With National Science Foundation support, Ezra Zubrow and Scott Branting will analyze spatial organization in the eight occupation levels of the Magdalenian site of Verberie in the Paris Basin. They will collaborate with an international team of researchers headed by Francoise Andouze (CNRS) and Jim Enloe (U Iowa). Verberie is exceptional for many reasons. Foremost, the data are of excellent quality on a very fine scale because a single researcher - Andouze - excavated the site continuously between 1975 and 2002. The resulting dataset locates more than 150,000 artifacts from eight occupation levels to the nearest 0.25 centimeters. Verberie potentially will reveal how people organized their communities in the Upper Palaeolithic of the Paris Basin. Regular flooding of the site preserved the patterns left by Verberie's residents during their daily activities. Verberie provides an opportunity to identify nuclear family units and observe changes in community structure between the different occupations of the site. This project will be the most extensive analysis done to date, on one of the highest-resolution excavations ever done of a Palaeolithic site.
New methods and tools will be used in the spatial analysis of Verberie. Geographic Information Systems (GIS) is one of the most powerful tools, employing a variety of very appropriate methods for spatial analysis. The team will construct a GIS database containing locational and descriptive information on all of the artifacts, and apply sophisticated intra-site spatial analysis methods to the dataset (locational cluster analysis - kernel density estimation; and Whallon's and Djindjian Class Composition analyses - unconstrained). These methods should reveal activity areas on each of the eight occupation floors. Initial results from spatial analysis of level II.1 (the most recent occupation floor) show three structures and several hearths, as well as significant clustering of and correlations between the many artifact and tool types in the activity areas. Using various ethnographic and archaeological models of hunter-gatherer site structure, conclusions will be drawn about the behavioral organization of the site and the social relations of the occupants. In particular, the project aims to test a nuclear family area model and its relevance to the origins and development of communal domesticity.

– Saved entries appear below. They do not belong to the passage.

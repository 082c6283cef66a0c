use std::sync::atomic::{AtomicU64, Ordering};
use std::sync::Arc;

use dashmap::DashMap;
use domain::{RoomId, SequenceNumber};

/// 房间序号登记表
/// 每个房间一个原子计数器；不同房间互不阻塞，分配过程不做任何 I/O
#[derive(Default)]
pub struct RoomSequencer {
    counters: DashMap<RoomId, Arc<AtomicU64>>,
}

impl RoomSequencer {
    pub fn new() -> Self {
        Self::default()
    }

    /// 房间计数器是否已恢复
    pub fn is_tracked(&self, room_id: RoomId) -> bool {
        self.counters.contains_key(&room_id)
    }

    /// 用持久化的最大序号初始化计数器；已存在时保持不变，返回当前已分配的最大值
    pub fn restore(&self, room_id: RoomId, high_water: u64) -> u64 {
        let counter = self
            .counters
            .entry(room_id)
            .or_insert_with(|| {
                tracing::debug!(room_id = %room_id, high_water, "restored room sequence");
                Arc::new(AtomicU64::new(high_water))
            })
            .clone();
        counter.load(Ordering::Acquire)
    }

    /// 分配下一个序号。未恢复过的房间从 1 开始
    pub fn issue_next(&self, room_id: RoomId) -> SequenceNumber {
        let counter = self.counter(room_id);
        SequenceNumber(counter.fetch_add(1, Ordering::AcqRel) + 1)
    }

    // 先克隆出 Arc 再自增，避免在分片锁内做原子操作以外的事情
    fn counter(&self, room_id: RoomId) -> Arc<AtomicU64> {
        if let Some(counter) = self.counters.get(&room_id) {
            return counter.clone();
        }
        self.counters
            .entry(room_id)
            .or_insert_with(|| Arc::new(AtomicU64::new(0)))
            .clone()
    }
}

#[cfg(test)]
mod tests {
    use super::*;
    use std::collections::HashSet;

    #[test]
    fn test_sequence_starts_at_one() {
        let sequencer = RoomSequencer::new();
        let room_id = RoomId::random();

        assert_eq!(sequencer.issue_next(room_id), SequenceNumber(1));
        assert_eq!(sequencer.issue_next(room_id), SequenceNumber(2));
    }

    #[test]
    fn test_restore_continues_after_high_water_mark() {
        let sequencer = RoomSequencer::new();
        let room_id = RoomId::random();

        assert_eq!(sequencer.restore(room_id, 41), 41);
        assert_eq!(sequencer.issue_next(room_id), SequenceNumber(42));
    }

    #[test]
    fn test_restore_never_rewinds_a_live_counter() {
        let sequencer = RoomSequencer::new();
        let room_id = RoomId::random();

        sequencer.restore(room_id, 5);
        sequencer.issue_next(room_id);
        assert_eq!(sequencer.restore(room_id, 0), 6);
        assert_eq!(sequencer.issue_next(room_id), SequenceNumber(7));
    }

    #[test]
    fn test_rooms_are_independent() {
        let sequencer = RoomSequencer::new();
        let first = RoomId::random();
        let second = RoomId::random();

        sequencer.issue_next(first);
        sequencer.issue_next(first);
        assert_eq!(sequencer.issue_next(second), SequenceNumber(1));
        assert_eq!(sequencer.issue_next(first), SequenceNumber(3));
    }

    #[tokio::test(flavor = "multi_thread", worker_threads = 4)]
    async fn test_concurrent_issuance_is_gapless() {
        let sequencer = Arc::new(RoomSequencer::new());
        let room_id = RoomId::random();
        sequencer.restore(room_id, 0);

        let handles: Vec<_> = (0..200)
            .map(|_| {
                let sequencer = sequencer.clone();
                tokio::spawn(async move { sequencer.issue_next(room_id).value() })
            })
            .collect();

        let mut issued = HashSet::new();
        for handle in handles {
            assert!(issued.insert(handle.await.unwrap()));
        }
        assert_eq!(issued, (1..=200).collect::<HashSet<u64>>());
    }
}
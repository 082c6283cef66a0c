//! 内嵌的数据库迁移

use sqlx::migrate::Migrator;

pub static MIGRATOR: Migrator = sqlx::migrate!("./migrations");
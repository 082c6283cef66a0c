//! Web API 层。
//!
//! 提供 Axum 路由：健康检查和 WebSocket 握手，握手通过后把连接交给会话网关。

mod error;
mod routes;
mod state;
mod ws_connection;

pub use error::ApiError;
pub use routes::router;
pub use state::AppState;
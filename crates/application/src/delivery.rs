//! 下行投递
//!
//! 每个在线用户一个有界队列，由传输层的发送任务消费。广播对所有接收者并发投递，
//! 单个接收者失败或队列已满只记日志，不影响也不拖慢其他人。

use std::collections::HashSet;
use std::fmt;
use std::sync::Arc;
use std::time::Duration;

use dashmap::DashMap;
use domain::{ConnectionId, Envelope, OutboundEvent, RoomId, UserId};
use futures::future::join_all;
use thiserror::Error;
use tokio::sync::mpsc;
use tokio::sync::mpsc::error::SendTimeoutError;

use crate::clock::Clock;

/// 连接队列容量
pub const CONNECTION_QUEUE_CAPACITY: usize = 256;

/// 投递目的地，只作为路由元数据
#[derive(Debug, Clone, Copy, PartialEq, Eq, Hash)]
pub enum Destination {
    Rooms,
    Join,
    Receipts,
    Errors,
    Notifications,
    RoomTopic(RoomId),
    SystemErrors,
}

impl fmt::Display for Destination {
    fn fmt(&self, f: &mut fmt::Formatter<'_>) -> fmt::Result {
        match self {
            Self::Rooms => f.write_str("/queue/rooms"),
            Self::Join => f.write_str("/queue/join"),
            Self::Receipts => f.write_str("/queue/receipts"),
            Self::Errors => f.write_str("/queue/errors"),
            Self::Notifications => f.write_str("/queue/notifications"),
            Self::RoomTopic(room_id) => write!(f, "/topic/rooms/{room_id}"),
            Self::SystemErrors => f.write_str("/topic/system.errors"),
        }
    }
}

/// 交给传输层写出的一帧
#[derive(Debug, Clone)]
pub struct OutboundFrame {
    pub destination: Destination,
    pub envelope: Envelope,
}

impl OutboundFrame {
    pub fn to_text(&self) -> Result<String, serde_json::Error> {
        serde_json::to_string(&self.envelope)
    }
}

/// 某个用户当前连接的下行队列
#[derive(Debug, Clone)]
pub struct ConnectionHandle {
    pub connection_id: ConnectionId,
    sender: mpsc::Sender<OutboundFrame>,
}

impl ConnectionHandle {
    pub fn new(connection_id: ConnectionId, sender: mpsc::Sender<OutboundFrame>) -> Self {
        Self {
            connection_id,
            sender,
        }
    }

    /// 新建连接队列，接收端交给传输层
    pub fn channel(connection_id: ConnectionId) -> (Self, mpsc::Receiver<OutboundFrame>) {
        let (sender, receiver) = mpsc::channel(CONNECTION_QUEUE_CAPACITY);
        (Self::new(connection_id, sender), receiver)
    }
}

#[derive(Debug, Error)]
pub enum DeliveryError {
    #[error("user {0} is not connected")]
    NotConnected(UserId),
    #[error("connection queue of user {0} is closed")]
    Closed(UserId),
    #[error("timed out delivering to user {0}")]
    Timeout(UserId),
    #[error("failed to encode envelope: {0}")]
    Encode(#[from] serde_json::Error),
}

/// 一次广播的结果统计
#[derive(Debug, Clone, Copy, Default, PartialEq, Eq)]
pub struct BroadcastReport {
    pub delivered: usize,
    pub failed: usize,
}

pub struct DeliveryEngine {
    connections: DashMap<UserId, ConnectionHandle>,
    subscriptions: DashMap<RoomId, HashSet<UserId>>,
    clock: Arc<dyn Clock>,
    send_timeout: Duration,
}

impl DeliveryEngine {
    pub fn new(clock: Arc<dyn Clock>, send_timeout: Duration) -> Self {
        Self {
            connections: DashMap::new(),
            subscriptions: DashMap::new(),
            clock,
            send_timeout,
        }
    }

    /// 绑定用户的下行队列。已有旧连接时替换之，通知旧连接被顶替，旧连接的订阅作废
    pub fn register_connection(
        &self,
        user_id: UserId,
        handle: ConnectionHandle,
    ) -> Option<ConnectionHandle> {
        let connection_id = handle.connection_id;
        let previous = self.connections.insert(user_id, handle)?;
        if previous.connection_id == connection_id {
            return None;
        }

        tracing::info!(
            user_id = %user_id,
            connection_id = %previous.connection_id,
            replaced_by = %connection_id,
            "connection superseded"
        );
        // 订阅属于连接，新连接要自己重新订阅
        self.drop_subscriptions(user_id);
        let notice = OutboundEvent::notification(
            "session.superseded",
            "this session was replaced by a newer connection",
        );
        match Envelope::wrap(&notice, self.clock.now()) {
            Ok(envelope) => {
                let frame = OutboundFrame {
                    destination: Destination::Notifications,
                    envelope,
                };
                if previous.sender.try_send(frame).is_err() {
                    tracing::debug!(user_id = %user_id, "superseded connection already gone");
                }
            }
            Err(err) => tracing::warn!(error = %err, "failed to encode supersession notice"),
        }
        Some(previous)
    }

    /// 解除绑定；只有仍是当前连接时才生效，并清理它的订阅
    pub fn unregister_connection(&self, user_id: UserId, connection_id: ConnectionId) -> bool {
        let removed = self
            .connections
            .remove_if(&user_id, |_, handle| handle.connection_id == connection_id)
            .is_some();
        if removed {
            self.drop_subscriptions(user_id);
        }
        removed
    }

    fn drop_subscriptions(&self, user_id: UserId) {
        self.subscriptions.iter_mut().for_each(|mut subscribers| {
            subscribers.remove(&user_id);
        });
        self.subscriptions
            .retain(|_, subscribers| !subscribers.is_empty());
    }

    pub fn is_connected(&self, user_id: UserId) -> bool {
        self.connections.contains_key(&user_id)
    }

    pub fn connected_users(&self) -> Vec<UserId> {
        self.connections.iter().map(|entry| *entry.key()).collect()
    }

    /// 订阅房间广播，返回广播目的地
    pub fn subscribe(&self, room_id: RoomId, user_id: UserId) -> Destination {
        self.subscriptions
            .entry(room_id)
            .or_default()
            .insert(user_id);
        Destination::RoomTopic(room_id)
    }

    pub fn subscribers(&self, room_id: RoomId) -> Vec<UserId> {
        self.subscriptions
            .get(&room_id)
            .map(|subscribers| subscribers.iter().copied().collect())
            .unwrap_or_default()
    }

    pub fn is_subscribed(&self, room_id: RoomId, user_id: UserId) -> bool {
        self.subscriptions
            .get(&room_id)
            .is_some_and(|subscribers| subscribers.contains(&user_id))
    }

    /// 发给单个用户
    pub async fn unicast(
        &self,
        user_id: UserId,
        destination: Destination,
        event: &OutboundEvent,
    ) -> Result<(), DeliveryError> {
        let envelope = Envelope::wrap(event, self.clock.now())?;
        self.deliver(
            user_id,
            OutboundFrame {
                destination,
                envelope,
            },
        )
        .await
    }

    /// 发给房间的所有订阅者。各接收者并发投递，慢接收者最多拖住自己的发送超时
    pub async fn broadcast(&self, room_id: RoomId, event: &OutboundEvent) -> BroadcastReport {
        let destination = Destination::RoomTopic(room_id);
        let recipients = self.subscribers(room_id);
        let outcomes = join_all(
            recipients
                .iter()
                .map(|user_id| self.unicast(*user_id, destination, event)),
        )
        .await;

        let mut report = BroadcastReport::default();
        for (user_id, outcome) in recipients.into_iter().zip(outcomes) {
            match outcome {
                Ok(()) => report.delivered += 1,
                Err(err) => {
                    report.failed += 1;
                    tracing::warn!(
                        room_id = %room_id,
                        user_id = %user_id,
                        event_type = event.event_type().as_str(),
                        error = %err,
                        "broadcast delivery failed"
                    );
                }
            }
        }

        tracing::debug!(
            room_id = %room_id,
            delivered = report.delivered,
            failed = report.failed,
            "broadcast finished"
        );
        report
    }

    /// 没有可定位的操作者时，把错误发到系统错误频道（所有在线连接）
    pub async fn broadcast_system_error(&self, event: &OutboundEvent) -> BroadcastReport {
        let recipients = self.connected_users();
        let outcomes = join_all(
            recipients
                .iter()
                .map(|user_id| self.unicast(*user_id, Destination::SystemErrors, event)),
        )
        .await;

        let mut report = BroadcastReport::default();
        for (user_id, outcome) in recipients.into_iter().zip(outcomes) {
            match outcome {
                Ok(()) => report.delivered += 1,
                Err(err) => {
                    report.failed += 1;
                    tracing::warn!(user_id = %user_id, error = %err, "system error delivery failed");
                }
            }
        }
        report
    }

    async fn deliver(&self, user_id: UserId, frame: OutboundFrame) -> Result<(), DeliveryError> {
        // 先克隆出发送端，不在分片锁内等待
        let sender = self
            .connections
            .get(&user_id)
            .map(|handle| handle.sender.clone())
            .ok_or(DeliveryError::NotConnected(user_id))?;

        sender
            .send_timeout(frame, self.send_timeout)
            .await
            .map_err(|err| match err {
                SendTimeoutError::Timeout(_) => DeliveryError::Timeout(user_id),
                SendTimeoutError::Closed(_) => DeliveryError::Closed(user_id),
            })
    }
}

#[cfg(test)]
mod tests {
    use super::*;
    use crate::clock::SystemClock;
    use domain::EventType;

    fn engine() -> DeliveryEngine {
        DeliveryEngine::new(Arc::new(SystemClock), Duration::from_millis(100))
    }

    fn connect(engine: &DeliveryEngine, user_id: UserId) -> mpsc::Receiver<OutboundFrame> {
        let (handle, receiver) = ConnectionHandle::channel(ConnectionId::random());
        engine.register_connection(user_id, handle);
        receiver
    }

    #[tokio::test]
    async fn broadcast_reaches_every_subscriber_with_fresh_trace_ids() {
        let engine = engine();
        let room_id = RoomId::random();
        let alice = UserId::random();
        let bob = UserId::random();
        let mut alice_rx = connect(&engine, alice);
        let mut bob_rx = connect(&engine, bob);
        engine.subscribe(room_id, alice);
        engine.subscribe(room_id, bob);

        let report = engine
            .broadcast(room_id, &OutboundEvent::notification("test", "hello"))
            .await;

        assert_eq!(report, BroadcastReport { delivered: 2, failed: 0 });
        let first = alice_rx.recv().await.unwrap();
        let second = bob_rx.recv().await.unwrap();
        assert_eq!(first.destination, Destination::RoomTopic(room_id));
        assert_eq!(first.envelope.event_type, EventType::SystemNotification);
        assert_ne!(first.envelope.message_id, second.envelope.message_id);
    }

    #[tokio::test]
    async fn one_failed_recipient_does_not_abort_the_fan_out() {
        let engine = engine();
        let room_id = RoomId::random();
        let gone = UserId::random();
        let alive = UserId::random();
        drop(connect(&engine, gone));
        let mut alive_rx = connect(&engine, alive);
        engine.subscribe(room_id, gone);
        engine.subscribe(room_id, alive);
        // 已订阅但没有连接
        engine.subscribe(room_id, UserId::random());

        let report = engine
            .broadcast(room_id, &OutboundEvent::error("X", "y"))
            .await;

        assert_eq!(report, BroadcastReport { delivered: 1, failed: 2 });
        assert!(alive_rx.recv().await.is_some());
    }

    #[tokio::test]
    async fn unicast_to_disconnected_user_fails() {
        let engine = engine();
        let result = engine
            .unicast(
                UserId::random(),
                Destination::Errors,
                &OutboundEvent::error("X", "y"),
            )
            .await;
        assert!(matches!(result, Err(DeliveryError::NotConnected(_))));
    }

    #[tokio::test]
    async fn superseded_connection_is_notified() {
        let engine = engine();
        let user_id = UserId::random();
        let mut first_rx = connect(&engine, user_id);
        let _second_rx = connect(&engine, user_id);

        let frame = first_rx.recv().await.unwrap();
        assert_eq!(frame.destination, Destination::Notifications);
        assert_eq!(frame.envelope.payload["kind"], "session.superseded");
    }

    #[tokio::test]
    async fn stale_connection_cannot_unregister_its_successor() {
        let engine = engine();
        let user_id = UserId::random();
        let room_id = RoomId::random();
        let (old, _old_rx) = ConnectionHandle::channel(ConnectionId::random());
        let old_id = old.connection_id;
        engine.register_connection(user_id, old);
        let (new, _new_rx) = ConnectionHandle::channel(ConnectionId::random());
        let new_id = new.connection_id;
        engine.register_connection(user_id, new);
        engine.subscribe(room_id, user_id);

        assert!(!engine.unregister_connection(user_id, old_id));
        assert!(engine.is_subscribed(room_id, user_id));

        assert!(engine.unregister_connection(user_id, new_id));
        assert!(!engine.is_connected(user_id));
        assert!(engine.subscribers(room_id).is_empty());
    }

    #[tokio::test]
    async fn superseded_connection_loses_its_subscriptions() {
        let engine = engine();
        let user_id = UserId::random();
        let room_id = RoomId::random();
        let _first_rx = connect(&engine, user_id);
        engine.subscribe(room_id, user_id);

        let mut second_rx = connect(&engine, user_id);
        assert!(!engine.is_subscribed(room_id, user_id));

        let report = engine
            .broadcast(room_id, &OutboundEvent::notification("test", "hello"))
            .await;
        assert_eq!(report, BroadcastReport::default());
        assert!(second_rx.try_recv().is_err());

        engine.subscribe(room_id, user_id);
        engine
            .broadcast(room_id, &OutboundEvent::notification("test", "again"))
            .await;
        assert!(second_rx.recv().await.is_some());
    }

    #[tokio::test(start_paused = true)]
    async fn full_queues_do_not_delay_each_other() {
        let engine = engine();
        let room_id = RoomId::random();

        // 三个队列已满、从不消费的接收者
        let mut stalled = Vec::new();
        for _ in 0..3 {
            let user_id = UserId::random();
            let (sender, receiver) = mpsc::channel(1);
            let handle = ConnectionHandle::new(ConnectionId::random(), sender);
            engine.register_connection(user_id, handle);
            engine
                .unicast(user_id, Destination::Notifications, &OutboundEvent::error("X", "fill"))
                .await
                .unwrap();
            engine.subscribe(room_id, user_id);
            stalled.push(receiver);
        }
        let healthy = UserId::random();
        let mut healthy_rx = connect(&engine, healthy);
        engine.subscribe(room_id, healthy);

        let started = tokio::time::Instant::now();
        let report = engine
            .broadcast(room_id, &OutboundEvent::notification("test", "hello"))
            .await;

        assert_eq!(report, BroadcastReport { delivered: 1, failed: 3 });
        // 串行等待会是三倍发送超时
        assert!(started.elapsed() < Duration::from_millis(200));
        assert!(healthy_rx.recv().await.is_some());
        drop(stalled);
    }

    #[test]
    fn destinations_render_as_paths() {
        let room_id = RoomId::random();
        assert_eq!(Destination::Receipts.to_string(), "/queue/receipts");
        assert_eq!(
            Destination::RoomTopic(room_id).to_string(),
            format!("/topic/rooms/{room_id}")
        );
    }
}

This study has both intellectual merit and a broad potential impact. The intellectual merit is that this is the first study to apply new and sophisticated spatial analysis methods to the origins of domestic life and the origins of community. It makes public a new set of data (Verberie), as well as the interpretations and analyses of a technically proficient international team of scholars. The potential impact of the research is that it explores the origin and development of community and domesticity, the building blocks of society. It thus enhances our scientific understanding of ourselves. The results will be disseminated broadly on both sides of the Atlantic to promote scientific and technological understanding via a specific website, conference and publication schedule in conjunction with CNRS. Finally, the project will help to inspire undergraduate student participants, and establish the scholarly careers of the graduate students participating in the research and the dissemination of the results.